PCP (Phencyclidin) – Wirkung, Risiken & Nachweisbarkeit

Kurzüberblick

Phencyclidin (PCP) ist ein dissoziatives Anästhetikum und zählt zu den älteren Wirkstoffen, die ursprünglich zur Narkose eingesetzt wurden. Aufgrund seiner ausgeprägten psychotropen Effekte wird PCP heute nicht mehr medizinisch verwendet, ist jedoch in einigen Regionen als psychoaktive Substanz verbreitet.

Street- bzw. Szenebezeichnungen:
„Angel Dust“, „Peace Pill“, „Rocket Fuel“.

PCP wirkt stark verändernd auf Wahrnehmung, Körpergefühl, Stimmung und Sen­sorik – mit teilweise unvorhersehbaren psychischen Reaktionen.

Konsumformen

  • oral
  • intranasal (Schnupfen)
  • inhalativ (aufgetränkt auf Pflanzenteile)
  • selten intravenös

In vielen Fällen wird PCP auf Kräutermischungen / Tabak getränkt und geraucht.

Wirkung

Wirkung Beschreibung
Dissoziation Trennung von Selbst- & Körperwahrnehmung
veränderte Sinneswahrnehmung Verzerrte Wahrnehmung von Zeit, Geräusch, Raum
Stimmungswechsel Euphorie ↔ Angst ↔ Gereiztheit
Analgesie Schmerzunempfindlichkeit
Sedierung / Benommenheit dosisabhängig
Halluzinationen visuell & auditiv möglich

PCP blockiert NMDA-Rezeptoren und beeinflusst damit tiefgreifend die Wahrnehmungs- und Bewusstseinsverarbeitung.

Risiken & Nebenwirkungen

Risiko Details
psychotische Episoden paranoide Symptome, Realitätsverlust
starke Verwirrtheit u. a.
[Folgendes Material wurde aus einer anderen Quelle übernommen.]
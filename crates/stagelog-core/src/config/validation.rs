//! Configuration validation

use tracing::debug;

use crate::error::{ConfigError, Result};

use super::types::Config;

/// Validate configuration
pub fn validate_config(config: &Config) -> Result<()> {
    debug!("validating configuration");

    if config.changelog.directory.as_os_str().is_empty() {
        return Err(ConfigError::InvalidValue {
            field: "changelog.directory".to_string(),
            message: "directory cannot be empty".to_string(),
        }
        .into());
    }

    if config.export.output_directory.as_os_str().is_empty() {
        return Err(ConfigError::InvalidValue {
            field: "export.output_directory".to_string(),
            message: "directory cannot be empty".to_string(),
        }
        .into());
    }

    if config.export.output_directory == config.changelog.directory {
        return Err(ConfigError::InvalidValue {
            field: "export.output_directory".to_string(),
            message: "must differ from changelog.directory".to_string(),
        }
        .into());
    }

    debug!("configuration validation passed");
    Ok(())
}
//! Release document formatters

mod asciidoc;

pub use asciidoc::{strip_comment_blocks, AsciiDocFormatter, AUTO_GENERATION_WARNING};

use stagelog_core::Result;

use crate::model::{ChangelogEntry, ChangelogRelease};

/// Trait for release document formatters
pub trait ReleaseFormatter: Send + Sync {
    /// Render one release, or the upcoming placeholder of a version line
    fn format_release(
        &self,
        release: &ChangelogRelease,
        intro: &str,
        entries: &[ChangelogEntry],
    ) -> Result<String>;

    /// Render the index linking every release. `releases` is oldest first
    /// and is listed newest first.
    fn format_index(&self, releases: &[ChangelogRelease]) -> String;

    /// Get the file extension for this format
    fn extension(&self) -> &'static str;

    /// File name of a release document; only the version is used so links
    /// can be derived from a version alone
    fn release_file_name(&self, release: &ChangelogRelease) -> String {
        format!("{}.{}", release.version, self.extension())
    }

    /// File name of the index document
    fn index_file_name(&self) -> String {
        format!("index.{}", self.extension())
    }
}
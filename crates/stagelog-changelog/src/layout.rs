//! Directory conventions of a changelog root
//!
//! ```text
//! <changelog>/
//!   .2.x.x/            unreleased entries of the 2.x line
//!     <entry>.xml
//!     <template>.ftl
//!   2.20.0/            a cut release
//!     .release.xml
//!     <entry>.xml
//!     intro.adoc
//! ```

use std::collections::BTreeSet;
use std::path::{Path, PathBuf};
use std::sync::OnceLock;

use regex::Regex;
use stagelog_core::{ChangelogError, Result};
use tracing::{debug, trace};

use crate::model::ChangelogRelease;

/// Release metadata file inside a release directory
pub const RELEASE_XML_FILE_NAME: &str = ".release.xml";

/// Optional free-form introduction of a release
pub const INTRO_ASCIIDOC_FILE_NAME: &str = "intro.adoc";

/// Extension of reusable changelog template files
pub const TEMPLATE_FILE_NAME_EXTENSION: &str = "ftl";

const ENTRY_FILE_NAME_EXTENSION: &str = "xml";

fn unreleased_directory_pattern() -> &'static Regex {
    static PATTERN: OnceLock<Regex> = OnceLock::new();
    PATTERN.get_or_init(|| Regex::new(r"^\.(\d+)\.x\.x$").expect("unreleased directory pattern"))
}

/// Directory holding the entries of a released version
pub fn release_directory(changelog_directory: &Path, version: &str) -> PathBuf {
    changelog_directory.join(version)
}

/// Directory staging entries for the next release of a major version line
pub fn unreleased_directory(changelog_directory: &Path, version_major: u64) -> PathBuf {
    changelog_directory.join(format!(".{}.x.x", version_major))
}

/// Major version encoded in an unreleased directory name, e.g. `.2.x.x`
pub fn unreleased_directory_version_major(directory: &Path) -> Option<u64> {
    let name = directory.file_name()?.to_str()?;
    unreleased_directory_pattern()
        .captures(name)
        .and_then(|captures| captures[1].parse().ok())
}

/// All major version lines with an unreleased directory.
///
/// Children whose names don't follow the unreleased naming are skipped.
pub fn unreleased_directory_version_majors(changelog_directory: &Path) -> Result<BTreeSet<u64>> {
    let majors: BTreeSet<u64> = child_directories(changelog_directory)?
        .iter()
        .filter_map(|directory| unreleased_directory_version_major(directory))
        .collect();
    debug!(
        changelog_directory = %changelog_directory.display(),
        ?majors,
        "found unreleased version lines"
    );
    Ok(majors)
}

pub fn release_xml_file(release_directory: &Path) -> PathBuf {
    release_directory.join(RELEASE_XML_FILE_NAME)
}

pub fn intro_asciidoc_file(release_directory: &Path) -> PathBuf {
    release_directory.join(INTRO_ASCIIDOC_FILE_NAME)
}

/// Whether a file name denotes a reusable changelog template
pub fn is_template_file_name(file_name: &str) -> bool {
    file_name
        .strip_suffix(TEMPLATE_FILE_NAME_EXTENSION)
        .is_some_and(|stem| stem.len() > 1 && stem.ends_with('.'))
}

fn is_hidden(path: &Path) -> bool {
    path.file_name()
        .and_then(|name| name.to_str())
        .is_some_and(|name| name.starts_with('.'))
}

fn list_children(directory: &Path) -> Result<Vec<PathBuf>> {
    let read_error = |source| ChangelogError::Read {
        path: directory.to_path_buf(),
        source,
    };
    let mut children = Vec::new();
    for dir_entry in std::fs::read_dir(directory).map_err(read_error)? {
        children.push(dir_entry.map_err(read_error)?.path());
    }
    children.sort();
    trace!(directory = %directory.display(), count = children.len(), "listed directory");
    Ok(children)
}

/// Immediate subdirectories, hidden ones included, sorted by name
pub fn child_directories(directory: &Path) -> Result<Vec<PathBuf>> {
    Ok(list_children(directory)?
        .into_iter()
        .filter(|path| path.is_dir())
        .collect())
}

/// Non-hidden files of the given extension, sorted by name
fn visible_files_with_extension(directory: &Path, extension: &str) -> Result<Vec<PathBuf>> {
    Ok(list_children(directory)?
        .into_iter()
        .filter(|path| path.is_file() && !is_hidden(path))
        .filter(|path| path.extension().is_some_and(|e| e == extension))
        .collect())
}

/// Changelog entry documents of a release or unreleased directory, sorted by file name
pub fn entry_files(directory: &Path) -> Result<Vec<PathBuf>> {
    visible_files_with_extension(directory, ENTRY_FILE_NAME_EXTENSION)
}

/// Reusable template files of a directory, sorted by file name
pub fn template_files(directory: &Path) -> Result<Vec<PathBuf>> {
    Ok(list_children(directory)?
        .into_iter()
        .filter(|path| path.is_file())
        .filter(|path| {
            path.file_name()
                .and_then(|name| name.to_str())
                .is_some_and(is_template_file_name)
        })
        .collect())
}

/// What a child directory of the changelog root stands for
#[derive(Debug, Clone, PartialEq, Eq)]
pub enum ChangelogDirectory {
    /// Staged entries of a major version line, not released yet
    Unreleased { version_major: u64 },
    /// A cut release, described by its metadata document
    Released(ChangelogRelease),
}

impl ChangelogDirectory {
    /// Resolve the state of a directory from its contents.
    ///
    /// A metadata document makes it a release; otherwise an unreleased
    /// directory name makes it unreleased. Other hidden directories are
    /// ignored (`None`), and any other directory is a release missing its
    /// metadata.
    pub fn probe(directory: &Path) -> Result<Option<Self>> {
        let release_xml_file = release_xml_file(directory);
        if release_xml_file.is_file() {
            let release = ChangelogRelease::read_from_xml_file(&release_xml_file)?;
            return Ok(Some(Self::Released(release)));
        }
        if let Some(version_major) = unreleased_directory_version_major(directory) {
            return Ok(Some(Self::Unreleased { version_major }));
        }
        if is_hidden(directory) {
            debug!(directory = %directory.display(), "ignoring hidden directory");
            return Ok(None);
        }
        Err(ChangelogError::MissingReleaseMetadata(directory.to_path_buf()).into())
    }
}

#[cfg(test)]
mod tests {
    use super::*;
    use chrono::NaiveDate;
    use tempfile::TempDir;

    #[test]
    fn test_paths() {
        let root = Path::new("src/changelog");
        assert_eq!(
            release_directory(root, "2.20.0"),
            PathBuf::from("src/changelog/2.20.0")
        );
        assert_eq!(
            unreleased_directory(root, 2),
            PathBuf::from("src/changelog/.2.x.x")
        );
        assert_eq!(
            release_xml_file(Path::new("src/changelog/2.20.0")),
            PathBuf::from("src/changelog/2.20.0/.release.xml")
        );
        assert_eq!(
            intro_asciidoc_file(Path::new("src/changelog/2.20.0")),
            PathBuf::from("src/changelog/2.20.0/intro.adoc")
        );
    }

    #[test]
    fn test_unreleased_directory_version_major() {
        assert_eq!(unreleased_directory_version_major(Path::new("x/.2.x.x")), Some(2));
        assert_eq!(unreleased_directory_version_major(Path::new(".10.x.x")), Some(10));
        assert_eq!(unreleased_directory_version_major(Path::new("2.x.x")), None);
        assert_eq!(unreleased_directory_version_major(Path::new(".2.1.x")), None);
        assert_eq!(unreleased_directory_version_major(Path::new(".a.x.x")), None);
        assert_eq!(unreleased_directory_version_major(Path::new(".git")), None);
    }

    #[test]
    fn test_unreleased_directory_version_majors_skips_other_names() {
        let temp = TempDir::new().unwrap();
        for name in [".2.x.x", ".3.x.x", ".idea", "2.20.0", ".4.0.x"] {
            std::fs::create_dir(temp.path().join(name)).unwrap();
        }
        std::fs::write(temp.path().join(".5.x.x"), "not a directory").unwrap();

        let majors = unreleased_directory_version_majors(temp.path()).unwrap();
        assert_eq!(majors.into_iter().collect::<Vec<_>>(), vec![2, 3]);
    }

    #[test]
    fn test_unreleased_directory_version_majors_missing_root() {
        let temp = TempDir::new().unwrap();
        assert!(unreleased_directory_version_majors(&temp.path().join("missing")).is_err());
    }

    #[test]
    fn test_template_file_names() {
        assert!(is_template_file_name("release-notes.adoc.ftl"));
        assert!(is_template_file_name("a.ftl"));
        assert!(!is_template_file_name(".ftl"));
        assert!(!is_template_file_name("notes.ftlx"));
        assert!(!is_template_file_name("ftl"));
    }

    #[test]
    fn test_entry_and_template_files() {
        let temp = TempDir::new().unwrap();
        for name in [
            "b.xml",
            "a.xml",
            ".release.xml",
            "intro.adoc",
            ".release-notes.adoc.ftl",
            "notes.adoc.ftl",
        ] {
            std::fs::write(temp.path().join(name), "").unwrap();
        }
        std::fs::create_dir(temp.path().join("nested.xml")).unwrap();

        let entries = entry_files(temp.path()).unwrap();
        assert_eq!(
            entries,
            vec![temp.path().join("a.xml"), temp.path().join("b.xml")]
        );

        let templates = template_files(temp.path()).unwrap();
        assert_eq!(
            templates,
            vec![
                temp.path().join(".release-notes.adoc.ftl"),
                temp.path().join("notes.adoc.ftl"),
            ]
        );
    }

    #[test]
    fn test_probe() {
        let temp = TempDir::new().unwrap();

        let released = temp.path().join("2.19.0");
        std::fs::create_dir(&released).unwrap();
        ChangelogRelease::new("2.19.0", NaiveDate::from_ymd_opt(2022, 9, 9).unwrap())
            .write_to_xml_file(&release_xml_file(&released))
            .unwrap();
        assert_eq!(
            ChangelogDirectory::probe(&released).unwrap(),
            Some(ChangelogDirectory::Released(ChangelogRelease::new(
                "2.19.0",
                NaiveDate::from_ymd_opt(2022, 9, 9).unwrap()
            )))
        );

        let unreleased = temp.path().join(".2.x.x");
        std::fs::create_dir(&unreleased).unwrap();
        assert_eq!(
            ChangelogDirectory::probe(&unreleased).unwrap(),
            Some(ChangelogDirectory::Unreleased { version_major: 2 })
        );

        let hidden = temp.path().join(".cache");
        std::fs::create_dir(&hidden).unwrap();
        assert_eq!(ChangelogDirectory::probe(&hidden).unwrap(), None);

        let broken = temp.path().join("2.20.0");
        std::fs::create_dir(&broken).unwrap();
        let err = ChangelogDirectory::probe(&broken).unwrap_err();
        assert!(matches!(
            err,
            stagelog_core::StagelogError::Changelog(ChangelogError::MissingReleaseMetadata(_))
        ));
    }
}
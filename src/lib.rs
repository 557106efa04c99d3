//! # svgcon
//!
//! A library and CLI tool for turning SVG markup on the system clipboard into
//! TypeScript icon-constant files, keeping a central icon index file in sync.
//! Designed for component-library workflows where every icon lives in its own
//! generated module and is re-exported from one shared index.
//!
//! ## Features
//!
//! - Normalize free-form icon names into camel-case identifiers
//! - Emit `<identifier>.tsx` files wrapping the SVG in a template literal
//! - Patch import and export lines into the index without disturbing its layout
//! - Detect duplicates by comparing whitespace-normalized SVG content
//!
//! ## Usage
//!
//! ### As a Library
//!
//! ```no_run
//! use std::path::Path;
//! use svgcon::{emit, index, name};
//!
//! let identifier = name::camel_case("my-new-icon");
//! let svg = "<svg><path/></svg>";
//!
//! emit::write_icon_file(svg, &identifier, Path::new("assets/svg"))?;
//! index::patch_index_file(Path::new("src/constants/icons.ts"), &identifier)?;
//! # Ok::<(), svgcon::SvgconError>(())
//! ```
//!
//! ### As a CLI Tool
//!
//! ```bash
//! # Copy an SVG, then run and type the icon name at the prompt
//! svgcon
//!
//! # Point at a different project layout
//! svgcon --output-dir app/assets/svg --index-file app/src/icons.ts
//! ```

pub mod emit;
pub mod error;
pub mod index;
pub mod name;
pub mod scan;
pub mod svg;

// Re-export main types and functions for convenience
pub use error::{Result, SvgconError};
pub use index::PatchOutcome;
pub use scan::ScanOutcome;
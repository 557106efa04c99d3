use crate::error::{Result, SvgconError};

/// The literal prefix valid clipboard payloads must start with (after trimming)
pub const SVG_PREFIX: &str = "<svg";

/// Validates a clipboard payload as SVG markup.
///
/// # Errors
///
/// Returns `SvgconError::InvalidSvgPayload` if the payload is empty or its
/// trimmed form does not start with `<svg`.
pub fn validate_payload(payload: &str) -> Result<()> {
    if payload.trim_start().starts_with(SVG_PREFIX) {
        Ok(())
    } else {
        Err(SvgconError::InvalidSvgPayload)
    }
}

/// Removes every whitespace character, for content-equality comparison.
pub fn normalize_whitespace(content: &str) -> String {
    content.chars().filter(|c| !c.is_whitespace()).collect()
}
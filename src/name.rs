/// Normalizes a user-supplied icon name into a camel-case identifier.
///
/// Hyphens and whitespace act as word separators; every other character that
/// is not an ASCII letter, digit, or underscore is stripped. The first
/// segment's first letter is lowercased, each later segment's first letter is
/// uppercased, and the rest of every segment keeps its original case.
///
/// Infallible: input that strips down to nothing yields an empty string, which
/// callers must reject before using the result as an identifier.
///
/// ```
/// use svgcon::name::camel_case;
///
/// assert_eq!(camel_case("meu-novo-icone!"), "meuNovoIcone");
/// assert_eq!(camel_case("my icon"), "myIcon");
/// assert_eq!(camel_case("ICON_2x"), "iCON2x");
/// ```
pub fn camel_case(raw: &str) -> String {
    let cleaned: String = raw
        .chars()
        .map(|c| if c == '-' || c.is_whitespace() { '_' } else { c })
        .filter(|c| c.is_ascii_alphanumeric() || *c == '_')
        .collect();

    let mut segments = cleaned.split('_').filter(|s| !s.is_empty());

    let Some(first) = segments.next() else {
        return String::new();
    };

    let mut identifier = String::with_capacity(cleaned.len());
    let mut chars = first.chars();
    if let Some(c) = chars.next() {
        identifier.extend(c.to_lowercase());
        identifier.push_str(chars.as_str());
    }

    for segment in segments {
        let mut chars = segment.chars();
        if let Some(c) = chars.next() {
            identifier.extend(c.to_uppercase());
            identifier.push_str(chars.as_str());
        }
    }

    identifier
}
use clap::Parser;
use dialoguer::{Input, theme::ColorfulTheme};
use std::path::PathBuf;
use svgcon::{emit, index, name, scan, svg};

const LONG_HELP: &str = r#"
Workflow:
  1. Copy SVG markup to the clipboard
  2. Run svgcon and type the icon name at the prompt
  3. A <name>.tsx constant file lands in the output directory
  4. The index file gains matching import and export lines

Examples:
  # Defaults: assets/svg and src/constants/icons.ts
  svgcon
  # Custom project layout
  svgcon --output-dir app/assets/svg --index-file app/src/icons.ts

Index file expectations:
  Imports referencing '@assets/svg/...' (or '@assets/images/...' as a
  fallback anchor) and an export object block closed by a line that is
  exactly '};'. New lines are inserted next to the existing ones; the
  rest of the file is left untouched.
"#;

/// Clipboard-to-constant generator for SVG icon libraries.
#[derive(Parser, Debug)]
#[command(
    name = "svgcon",
    version,
    about = "Generate SVG icon constant files from the clipboard and keep the icon index in sync.",
    after_long_help = LONG_HELP
)]
struct Cli {
    /// Directory receiving the generated icon files
    #[arg(long, value_name = "DIR", default_value = "assets/svg")]
    output_dir: PathBuf,

    /// Index file aggregating the icon imports and exports
    #[arg(long, value_name = "FILE", default_value = "src/constants/icons.ts")]
    index_file: PathBuf,

    /// Increase verbosity (can be used multiple times)
    #[arg(short, long, action = clap::ArgAction::Count)]
    verbose: u8,

    /// Suppress all output except errors
    #[arg(short, long, conflicts_with = "verbose")]
    quiet: bool,
}

fn main() {
    let cli = Cli::parse();

    // Set up logging based on verbosity
    let log_level = match (cli.quiet, cli.verbose) {
        (true, _) => LogLevel::Error,
        (false, 0) => LogLevel::Warn,
        (false, 1) => LogLevel::Info,
        (false, _) => LogLevel::Debug,
    };

    // Startup capability check: without clipboard access nothing else works
    let mut clipboard = match arboard::Clipboard::new() {
        Ok(clipboard) => clipboard,
        Err(e) => {
            eprintln!("Error: clipboard access is unavailable: {e}");
            eprintln!("  svgcon requires a system clipboard (on Linux, an X11 or Wayland session).");
            std::process::exit(1);
        }
    };

    run(&cli, &mut clipboard, log_level);
}

/// One interactive invocation. Every failure past the startup check prints a
/// message and returns; the process still exits normally.
fn run(cli: &Cli, clipboard: &mut arboard::Clipboard, log_level: LogLevel) {
    let raw_name: String = match Input::with_theme(&ColorfulTheme::default())
        .with_prompt("Icon name (e.g. my-new-icon)")
        .allow_empty(true)
        .interact_text()
    {
        Ok(input) => input,
        Err(_) => {
            // Interrupting the prompt is a cancellation, not an error
            println!("Operation cancelled.");
            return;
        }
    };

    if raw_name.trim().is_empty() {
        eprintln!("Error: the icon name cannot be empty.");
        return;
    }

    let payload = match clipboard.get_text() {
        Ok(text) => text,
        Err(e) => {
            eprintln!("Error: could not read the clipboard: {e}");
            return;
        }
    };

    if let Err(e) = svg::validate_payload(&payload) {
        eprintln!("Error: {e}");
        eprintln!("  Copy the SVG markup and try again.");
        return;
    }

    let identifier = name::camel_case(&raw_name);
    if identifier.is_empty() {
        eprintln!("Error: '{raw_name}' contains no usable identifier characters.");
        return;
    }

    log(
        log_level,
        LogLevel::Debug,
        &format!("Scanning {} for duplicate content...", cli.output_dir.display()),
    );
    match scan::find_existing_icon(&payload, &cli.output_dir) {
        Ok(outcome) => {
            for (path, reason) in &outcome.skipped {
                log(
                    log_level,
                    LogLevel::Warn,
                    &format!("Could not read {}: {reason}", path.display()),
                );
            }
            if let Some(existing) = outcome.existing {
                println!("This icon already exists as '{existing}'. Nothing was written.");
                return;
            }
        }
        Err(e) => {
            eprintln!("Error: duplicate scan failed: {e}");
            return;
        }
    }

    let icon_path = match emit::write_icon_file(&payload, &identifier, &cli.output_dir) {
        Ok(path) => path,
        Err(e) => {
            // Without the icon file the index must not be touched
            eprintln!("Error: failed to create the icon file: {e}");
            return;
        }
    };
    println!("✓ Created icon file: {}", icon_path.display());

    match index::patch_index_file(&cli.index_file, &identifier) {
        Ok(outcome) => {
            if outcome.import_inserted {
                println!("✓ Added import for '{identifier}'.");
            }
            if outcome.export_inserted {
                println!("✓ Added export for '{identifier}'.");
            }
            if !outcome.export_block_found {
                log(
                    log_level,
                    LogLevel::Warn,
                    "No export block terminator ('};') found; the export entry was skipped.",
                );
            }
            println!("✓ Updated index file: {}", cli.index_file.display());
        }
        Err(e) => eprintln!("Error: {e}"),
    }
}

#[derive(Debug, Clone, Copy, PartialEq, Eq, PartialOrd, Ord)]
enum LogLevel {
    Debug,
    Info,
    Warn,
    Error,
}

fn log(current_level: LogLevel, message_level: LogLevel, message: &str) {
    if message_level >= current_level {
        eprintln!(
            "[{}] {}",
            match message_level {
                LogLevel::Debug => "DEBUG",
                LogLevel::Info => "INFO",
                LogLevel::Warn => "WARN",
                LogLevel::Error => "ERROR",
            },
            message
        );
    }
}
Gedächtnis- & Orientierungsstörungen
motorische Unruhe Bewegungsdrang, Koordinationsstörungen
Blutdruck- & Pulsanstieg sympathomimetische Wirkung
erhöhte Schmerzschwelle Verletzungsrisiko, da Schmerzen nicht wahrgenommen werden
Kontrollverlust gefährliche Fehlinterpretation von Situationen

PCP kann unkalkulierbare Reaktionsmuster auslösen.
Deshalb ist die medizinische Überwachung im Notfall essenziell.

Langzeitfolgen

Folge Hinweise
Gedächtnis- & Konzentrationsstörungen neurokognitive Beeinträchtigung
depressive Phasen Stimmungsschwankungen nach Wirkung
Abhängigkeitsrisiko primär psychisch
anhaltende Wahrnehmungsstörungen v. a. bei Hochdosisgebrauch

Nachweisbarkeit im Drogentest

Testart Nachweiszeit
Urin 2–7 Tage (bei chronischem Konsum länger)
Blut wenige Stunden
Speichel bis zu 48 Stunden
Haar bis zu 90 Tage

Besonderheiten

  • PCP ist in der Schweiz und EU betäubungsmittelrechtlich verboten.
  • Aufgrund der dissoziativen Tiefenwirkung können Betroffene während des Rausches Schmerz, Gefahr und physische Grenzen falsch wahrnehmen, was das Verletzungsrisiko erheblich steigert.

Zusammenfassend

PCP gehört zu den stark wirkenden dissoziativen Substanzen mit ausgeprägten Wahrnehmungs- und Realitätsveränderungen. Da Reaktionen individuell stark variieren können, ist das Risiko für psychische und körperliche Komplikationen hoch.